活躍も少なく地味な印象がぬぐえないが、相撲の勉強も欠かさず今まで部長や桐仁が行っていた事務方の処理を行う、縁の下の力持ち。偵察もアグレッシブにこなす。
- 師岡雄一郎
レスリング部監督。「YOU」などの特徴的な話し方をする。
千比呂に対して何もしてやれることがなかったことを悔いていたようで、インターハイ県予選には部員を連れて観戦に行った。
その後、レスリング部と兼任で相撲部の顧問となる。
- 西郷・舟木・橋
3年生。佑真の舎弟3人組。
佑真が相撲部に入った後も常に応援のために観戦しに来ており、佑真のことをかなり慕っているようである。
石神高校
千葉県の私立高校。通称「石高」。治安の悪さは県内トップクラスであるが、相撲部は猛者ぞろいであり関東大会2位にまで上り詰めた実績がある。かつては不良たちの問題行動により大会出場停止処分に追い込まれた時期もあったが、真田による「血煙の一夜」事件を機に不良たちが相撲部に手を出すことはほとんどなくなった。県大会ではダチ高の進撃を阻む最大の壁として立ちはだかる。
- 沙田美月
1年生。昨年度の中学横綱。国宝「三日月宗近」と称される。気さくでノリが軽いイケメン。基礎の稽古ぎらいでよく金森に叱られている。火ノ丸に敗れた後は稽古にも真面目に取り組むようになった。全国大会で天王寺になすすべもなく敗れたことでさらに奮い立ち、皆川部屋での稽古を開始、雰囲気も大きく変わった。
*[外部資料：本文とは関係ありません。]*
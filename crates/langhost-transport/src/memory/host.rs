//! Scripted host serving one in-memory connection.

use std::collections::{HashMap, VecDeque};
use std::pin::Pin;
use std::sync::Arc;

use langhost_core::{
    ClientFrame, ErrorCategory, HostFrame, HostReply, HostRequest, RemoteErrorKind, RequestId,
    ResultKind,
};
use serde_json::Value;
use tokio::sync::mpsc::{UnboundedReceiver, UnboundedSender};
use tokio::time::Sleep;
use tokio_util::sync::CancellationToken;

use super::HostControl;
use super::lang::{Interpreter, LangError, Run};

/// Foreground request waiting out a `Sys.sleep`.
struct Running {
    id: RequestId,
    reply: HostReply,
    wake: Pin<Box<Sleep>>,
}

pub(super) struct FakeHost {
    control: Arc<HostControl>,
    outbound: UnboundedSender<HostFrame>,
    interpreter: Interpreter,
    blobs: HashMap<u64, Vec<u8>>,
    next_blob: u64,
    running: Option<Running>,
    queue: VecDeque<(RequestId, HostRequest)>,
}

impl FakeHost {
    pub(super) fn new(control: Arc<HostControl>, outbound: UnboundedSender<HostFrame>) -> Self {
        Self {
            control,
            outbound,
            interpreter: Interpreter::new(),
            blobs: HashMap::new(),
            next_blob: 1,
            running: None,
            queue: VecDeque::new(),
        }
    }

    pub(super) async fn run(
        mut self,
        mut inbound: UnboundedReceiver<ClientFrame>,
        crash: CancellationToken,
    ) {
        loop {
            tokio::select! {
                biased;
                () = crash.cancelled() => {
                    tracing::debug!("In-memory host crashed");
                    break;
                }
                frame = inbound.recv() => {
                    let Some(frame) = frame else { break };
                    if !self.handle(frame) {
                        break;
                    }
                }
                () = until_done(&mut self.running) => {
                    if let Some(done) = self.running.take() {
                        self.reply(done.id, done.reply);
                    }
                    self.start_next();
                }
            }
        }
    }

    /// Returns false when the connection should close.
    fn handle(&mut self, frame: ClientFrame) -> bool {
        match frame {
            ClientFrame::Request { id, request } => {
                self.control.record(request.name());
                if matches!(request, HostRequest::Shutdown) {
                    self.reply(id, HostReply::Ack);
                    return self.control.ignores_shutdown();
                }
                if request.is_foreground() {
                    self.queue.push_back((id, request));
                    if self.running.is_none() {
                        self.start_next();
                    }
                } else {
                    let reply = self.serve(request);
                    self.reply(id, reply);
                }
            }
            ClientFrame::Cancel { target } => {
                self.control.record("cancel");
                if self.control.ignores_cancel() {
                    return true;
                }
                self.cancel(target);
            }
        }
        true
    }

    fn cancel(&mut self, target: Option<RequestId>) {
        match target {
            Some(id) => {
                if self.running.as_ref().is_some_and(|r| r.id == id) {
                    self.running = None;
                    self.reply(id, HostReply::Cancelled);
                    self.start_next();
                } else if let Some(pos) = self.queue.iter().position(|(queued, _)| *queued == id) {
                    self.queue.remove(pos);
                    self.reply(id, HostReply::Cancelled);
                }
            }
            None => {
                if let Some(running) = self.running.take() {
                    self.reply(running.id, HostReply::Cancelled);
                    self.start_next();
                }
                let _ = self.outbound.send(HostFrame::CancelAck { target: None });
            }
        }
    }

    fn start_next(&mut self) {
        while self.running.is_none() {
            let Some((id, request)) = self.queue.pop_front() else {
                return;
            };
            self.control.record_foreground(&request);
            let (run, kind) = match request {
                HostRequest::Execute { code } => (self.interpreter.run(&code), None),
                HostRequest::Evaluate { expr, kind } => (self.interpreter.run(&expr), Some(kind)),
                HostRequest::Invoke { function, args } => (
                    self.interpreter.invoke(&function, args),
                    Some(ResultKind::Structured),
                ),
                HostRequest::Plot {
                    expr,
                    width,
                    height,
                    dpi,
                } => {
                    let reply = self.plot(id, &expr, width, height, dpi);
                    self.reply(id, reply);
                    continue;
                }
                other => {
                    let reply = self.serve(other);
                    self.reply(id, reply);
                    continue;
                }
            };
            let delay = run.delay;
            let reply = self.finish(id, run, kind);
            if delay.is_zero() {
                self.reply(id, reply);
            } else {
                self.running = Some(Running {
                    id,
                    reply,
                    wake: Box::pin(tokio::time::sleep(delay)),
                });
            }
        }
    }

    /// Emit the run's output and build its reply.
    fn finish(&self, id: RequestId, run: Run, kind: Option<ResultKind>) -> HostReply {
        for (kind, text) in run.output {
            let _ = self.outbound.send(HostFrame::Output {
                id: Some(id),
                kind,
                text,
            });
        }
        match (run.result, kind) {
            (Err(err), _) => eval_error(err),
            (Ok(_), None) => HostReply::Ack,
            (Ok(value), Some(ResultKind::Structured)) => HostReply::Value { value },
            (Ok(value), Some(ResultKind::Raw)) => HostReply::Raw {
                data: raw_bytes(&value),
            },
        }
    }

    fn plot(&mut self, id: RequestId, expr: &str, width: u32, height: u32, dpi: u32) -> HostReply {
        if width == 0 || height == 0 || dpi == 0 {
            return remote_error(
                RemoteErrorKind::InvalidArgument,
                "plot dimensions must be positive",
            );
        }
        let run = self.interpreter.run(expr);
        match self.finish(id, run, Some(ResultKind::Structured)) {
            HostReply::Value { .. } => {
                let mut image = b"\x89PNG\r\n\x1a\n".to_vec();
                image.extend_from_slice(&width.to_be_bytes());
                image.extend_from_slice(&height.to_be_bytes());
                image.extend_from_slice(&dpi.to_be_bytes());
                HostReply::Raw { data: image }
            }
            other => other,
        }
    }

    /// Serve a request that does not need the foreground context.
    fn serve(&mut self, request: HostRequest) -> HostReply {
        match request {
            HostRequest::Handshake => HostReply::Handshake {
                version: self.control.version(),
            },
            HostRequest::BlobCreate { data } => {
                let id = self.next_blob;
                self.next_blob += 1;
                self.blobs.insert(id, data.unwrap_or_default());
                HostReply::BlobCreated { id }
            }
            HostRequest::BlobRead { id, offset, length } => {
                let Some(blob) = self.blobs.get(&id) else {
                    return blob_not_found(id);
                };
                let len = blob.len() as u64;
                if offset > len {
                    return out_of_range(offset, len);
                }
                let end = offset.saturating_add(length).min(len);
                let data = blob[to_index(offset)..to_index(end)].to_vec();
                HostReply::BlobData { data }
            }
            HostRequest::BlobWrite { id, offset, data } => {
                self.control.record_blob_write();
                let Some(blob) = self.blobs.get_mut(&id) else {
                    return blob_not_found(id);
                };
                let len = blob.len() as u64;
                if offset > len {
                    return out_of_range(offset, len);
                }
                let start = to_index(offset);
                let end = start + data.len();
                if end > blob.len() {
                    blob.resize(end, 0);
                }
                blob[start..end].copy_from_slice(&data);
                HostReply::Ack
            }
            HostRequest::BlobDestroy { ids } => {
                for id in ids {
                    self.blobs.remove(&id);
                }
                HostReply::Ack
            }
            HostRequest::BlobLength { id } => match self.blobs.get(&id) {
                Some(blob) => HostReply::BlobLength {
                    length: blob.len() as u64,
                },
                None => blob_not_found(id),
            },
            other => remote_error(
                RemoteErrorKind::InvalidArgument,
                &format!("unexpected request {}", other.name()),
            ),
        }
    }

    fn reply(&self, id: RequestId, reply: HostReply) {
        let _ = self.outbound.send(HostFrame::Reply { id, reply });
    }
}

async fn until_done(running: &mut Option<Running>) {
    match running {
        Some(running) => running.wake.as_mut().await,
        None => std::future::pending().await,
    }
}

/// Raw serialization used by this host: JSON text, empty for `NULL`.
fn raw_bytes(value: &Value) -> Vec<u8> {
    match value {
        Value::Null => Vec::new(),
        other => other.to_string().into_bytes(),
    }
}

fn eval_error(err: LangError) -> HostReply {
    let (message, category) = match err {
        LangError::Parse(message) => (message, ErrorCategory::Parse),
        LangError::Runtime(message) => (message, ErrorCategory::Runtime),
    };
    HostReply::EvalError { message, category }
}

fn remote_error(kind: RemoteErrorKind, message: &str) -> HostReply {
    HostReply::Error {
        kind,
        message: message.to_string(),
    }
}

fn blob_not_found(id: u64) -> HostReply {
    remote_error(RemoteErrorKind::NotFound, &format!("blob {id} does not exist"))
}

fn out_of_range(offset: u64, length: u64) -> HostReply {
    remote_error(
        RemoteErrorKind::OutOfRange { offset, length },
        "offset past end of blob",
    )
}

fn to_index(offset: u64) -> usize {
    usize::try_from(offset).unwrap_or(usize::MAX)
}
相手にそもそも廻しをとらせない相撲を得意とし、相手の突進力を利用した「出し投げ」や、差し手・張り手を封じる「おっつけ」と呼ばれる技術を得意としている。
川人高校
昨年千葉県2位の強豪校。実力はあり、最初の団体戦でも準優勝であったのだが、引き立て役に終わることも多い。
栄華大附属高校
関東1位の常連校。ダチ高などとは違い。埼玉県にある。
- 久世草介
1年生。元横綱・大和国の息子。小学4年生の時に対戦相手に怪我をさせてしまい、そのときに大和国から相撲の大会に出ることを禁止されていたが、記者たちからは国宝「草薙剣」として注目されていた。新人戦にも出場するつもりはなかったが、火ノ丸と刈谷の取り組みを見て決意。圧倒的実力で火ノ丸を破り優勝した。
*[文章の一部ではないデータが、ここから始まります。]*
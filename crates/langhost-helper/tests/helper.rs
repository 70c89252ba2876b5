//! Helper exchanges over in-process and Unix socket channels.

use std::sync::Mutex;
use std::time::Duration;

use async_trait::async_trait;
use langhost_helper::message::{encode, read_frame, write_frame};
use langhost_helper::{
    ExchangeOutcome, HelperClient, HelperConfig, HelperError, HelperServer, ProfileHandler,
    ProfileRequest, ProfileResponse, Secret, serve_exchange,
};
use tokio::io::{AsyncReadExt, AsyncWriteExt};
use tokio::time::Instant;
use tokio_test::assert_ok;

#[derive(Default)]
struct Profiles {
    seen: Mutex<Vec<String>>,
}

#[async_trait]
impl ProfileHandler for Profiles {
    async fn handle(&self, request: ProfileRequest) -> ProfileResponse {
        self.seen.lock().unwrap().push(request.username.clone());
        if request.password.expose().is_empty() {
            return ProfileResponse::failed(1326);
        }
        ProfileResponse::found(format!("/profiles/{}/{}", request.domain, request.username), true)
    }
}

fn config() -> HelperConfig {
    HelperConfig::with_channel("/unused.sock")
        .with_timeouts(Duration::from_secs(2), Duration::from_secs(1))
}

fn request(password: &str) -> ProfileRequest {
    ProfileRequest {
        username: "ana".to_string(),
        domain: "LAB".to_string(),
        password: Secret::new(password),
    }
}

#[tokio::test]
async fn test_exchange_completes() {
    let (client_end, server_end) = tokio::io::duplex(4096);
    let handler = Profiles::default();
    let config = config();
    let client = HelperClient::new(config.clone());

    let server = serve_exchange(server_end, &handler, &config);
    let req = request("pw");
    let call = client.exchange(client_end, &req);
    let (outcome, response) = tokio::join!(server, call);

    assert_eq!(outcome, ExchangeOutcome::Completed);
    let response = response.unwrap();
    assert_eq!(response.error, 0);
    assert!(response.profile_exists);
    assert_eq!(response.profile_path, "/profiles/LAB/ana");
    assert_eq!(*handler.seen.lock().unwrap(), vec!["ana".to_string()]);
}

#[tokio::test]
async fn test_handler_failure_is_encoded_in_response() {
    let (client_end, server_end) = tokio::io::duplex(4096);
    let handler = Profiles::default();
    let config = config();
    let client = HelperClient::new(config.clone());

    let req = request("");
    let (outcome, response) = tokio::join!(
        serve_exchange(server_end, &handler, &config),
        client.exchange(client_end, &req)
    );
    assert_eq!(outcome, ExchangeOutcome::Completed);
    assert_eq!(response.unwrap(), ProfileResponse::failed(1326));
}

#[tokio::test(start_paused = true)]
async fn test_silent_client_is_disconnected_after_combined_timeout() {
    let (mut client_end, server_end) = tokio::io::duplex(4096);
    let handler = Profiles::default();
    let config = config();

    let started = Instant::now();
    let outcome = serve_exchange(server_end, &handler, &config).await;
    assert_eq!(outcome, ExchangeOutcome::TimedOut);
    assert!(started.elapsed() >= Duration::from_secs(3));
    assert!(handler.seen.lock().unwrap().is_empty());

    // The server dropped its end.
    let mut buf = [0u8; 8];
    assert_eq!(client_end.read(&mut buf).await.unwrap(), 0);
}

#[tokio::test(start_paused = true)]
async fn test_client_that_never_disconnects_is_cut_off() {
    let (mut client_end, server_end) = tokio::io::duplex(4096);
    let handler = Profiles::default();
    let config = config();

    let server = tokio::spawn(async move {
        let started = Instant::now();
        let outcome = serve_exchange(server_end, &handler, &config).await;
        (outcome, started.elapsed())
    });

    write_frame(&mut client_end, &request("pw")).await.unwrap();
    let response: ProfileResponse = read_frame(&mut client_end, 4096).await.unwrap();
    assert_eq!(response.error, 0);

    // The response was read but the client keeps the channel open.
    let (outcome, elapsed) = server.await.unwrap();
    assert_eq!(outcome, ExchangeOutcome::TimedOut);
    assert!(elapsed >= Duration::from_secs(3));
}

#[tokio::test(start_paused = true)]
async fn test_slow_reader_shares_the_same_deadline() {
    // Too small to hold the response, so the server blocks writing it.
    let (mut client_end, server_end) = tokio::io::duplex(16);
    let handler = Profiles::default();
    let config = config();

    let server = tokio::spawn(async move { serve_exchange(server_end, &handler, &config).await });
    client_end.write_all(&encode(&request("pw")).unwrap()).await.unwrap();

    assert_eq!(server.await.unwrap(), ExchangeOutcome::TimedOut);
}

#[tokio::test]
async fn test_oversized_request_gets_blank_response() {
    let (mut client_end, server_end) = tokio::io::duplex(64 * 1024);
    let handler = Profiles::default();
    let mut config = config();
    config.max_request_bytes = 32;

    let server = tokio::spawn(async move {
        let outcome = serve_exchange(server_end, &handler, &config).await;
        (outcome, handler.seen.lock().unwrap().len())
    });

    write_frame(&mut client_end, &request("pw")).await.unwrap();
    let response: ProfileResponse = read_frame(&mut client_end, 4096).await.unwrap();
    assert!(response.is_blank());
    client_end.shutdown().await.unwrap();

    let (outcome, handled) = server.await.unwrap();
    assert_eq!(outcome, ExchangeOutcome::Rejected);
    assert_eq!(handled, 0);
}

#[tokio::test]
async fn test_malformed_request_gets_blank_response() {
    let (mut client_end, server_end) = tokio::io::duplex(4096);
    let handler = Profiles::default();
    let config = config();
    let server = tokio::spawn(async move { serve_exchange(server_end, &handler, &config).await });

    // Valid frame header, body is not UTF-16 JSON.
    let mut frame = 5u32.to_le_bytes().to_vec();
    frame.extend_from_slice(b"{oops");
    client_end.write_all(&frame).await.unwrap();
    let response: ProfileResponse = read_frame(&mut client_end, 4096).await.unwrap();
    assert!(response.is_blank());
    drop(client_end);

    assert_eq!(server.await.unwrap(), ExchangeOutcome::Rejected);
}

#[tokio::test]
async fn test_client_leaving_early_is_not_an_error() {
    let (client_end, server_end) = tokio::io::duplex(4096);
    let handler = Profiles::default();
    drop(client_end);
    let outcome = serve_exchange(server_end, &handler, &config()).await;
    assert_eq!(outcome, ExchangeOutcome::Failed);
}

#[tokio::test(start_paused = true)]
async fn test_client_times_out_on_silent_server() {
    let (client_end, _server_end) = tokio::io::duplex(4096);
    let client = HelperClient::new(config());
    let err = client.exchange(client_end, &request("pw")).await.unwrap_err();
    assert!(matches!(err, HelperError::Timeout(t) if t == Duration::from_secs(1)));
}

#[cfg(unix)]
#[tokio::test]
async fn test_unix_socket_server_round_trip() {
    use tokio_util::sync::CancellationToken;

    let dir = tempfile::tempdir().unwrap();
    let channel = dir.path().join("run").join("helper.sock");
    let config = HelperConfig::with_channel(&channel);
    let server = HelperServer::new(config.clone(), Profiles::default());
    let shutdown = CancellationToken::new();

    let running = tokio::spawn({
        let shutdown = shutdown.clone();
        async move { server.run(shutdown).await }
    });
    while !channel.exists() {
        tokio::task::yield_now().await;
    }

    let client = HelperClient::new(config);
    for user in ["ana", "ben"] {
        let mut req = request("pw");
        req.username = user.to_string();
        let response = client.request(&req).await.unwrap();
        assert_eq!(response.profile_path, format!("/profiles/LAB/{user}"));
    }

    shutdown.cancel();
    assert_ok!(running.await.unwrap());
    assert!(!channel.exists());
}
相撲スタイルは奇しくも火ノ丸とほとんど同じで、真っ向勝負で相手を攻め落とす横綱相撲をとる。違いといえば小兵の火ノ丸が下手投げを武器にしているのに対し、草介はその恵まれた体格ゆえに上手投げを得意としている。曰く、「大きい火ノ丸」。
- 刈谷俊
1年生。小学4年生の時に久世によって怪我をさせられた当本人。しかし、本人はそのことを気にしておらず、むしろ久世に対し大会に出場するよう促していた。小柄な体格(とはいっても火ノ丸よりは10cm以上身長が高い)であるが、火ノ丸とは違いそれを受け入れ、小兵なりの取組をしている。曰く、「違う道を選んだ火ノ丸」。
- 兵藤真磋人
3年生。千比呂の実の兄(苗字が違うのは、両親が離婚して千比呂は母親に、真磋人は父親についていったため)。千比呂からは興味を持った分野を奪っていくと嫌われていたが、実際のところは逆で、最初は年齢の差で上回っているものの、才能で追い抜かれてしまうという理由から様々なスポーツに興味を移していた模様。
- 四方田尽
3年生。栄華大附属高校相撲部主将。個人戦で準決勝まで勝ち上がるほどの実力があるが、団体戦を優先させるために準決勝と3位決定戦では体力を温存させた。
鳥取白楼高校
鳥取県にある全国有数の強豪校であり、六年連続でインターハイ優勝を成し遂げている横綱高校。
現役力士最強の外国人横綱「刃皇」の出身校でもある。
- 首藤正臣
3年生。三ツ橋の奇策にかかって危うく負けそうになるも、何とか踏ん張って同体に持ち込む。
金沢北高校
石川県にある名門高校で、昨年はインターハイ三位という成績をおさめた。
- 相沢亮
3年生。金沢北高の相撲部の主将をつとめる。飄々とした計算高い態度を崩さず、自信満々に相手を挑発することも多々あるが、北高の部員曰くそれは本気であるゆえのこと。典馬とは別の方向で自信家のビッグマウス。
三ノ矢実業高校
- 野地数興
3年生。国宝「数珠丸恒次」の名で知られる。
柴木山部屋
日本一稽古が厳しいとして知られている相撲部屋。
- 柴木山明雄
元関脇・薫山。本名は佐山薫。ぶつかり稽古の仕切りを見て火ノ丸の実力を見抜いた。現役時代は小兵ながらも真っ向勝負で関脇まで上り詰めており、かつての大横綱・大和国から金星の勝利も得た。しかしながら、目指していた横綱にはなれなかった。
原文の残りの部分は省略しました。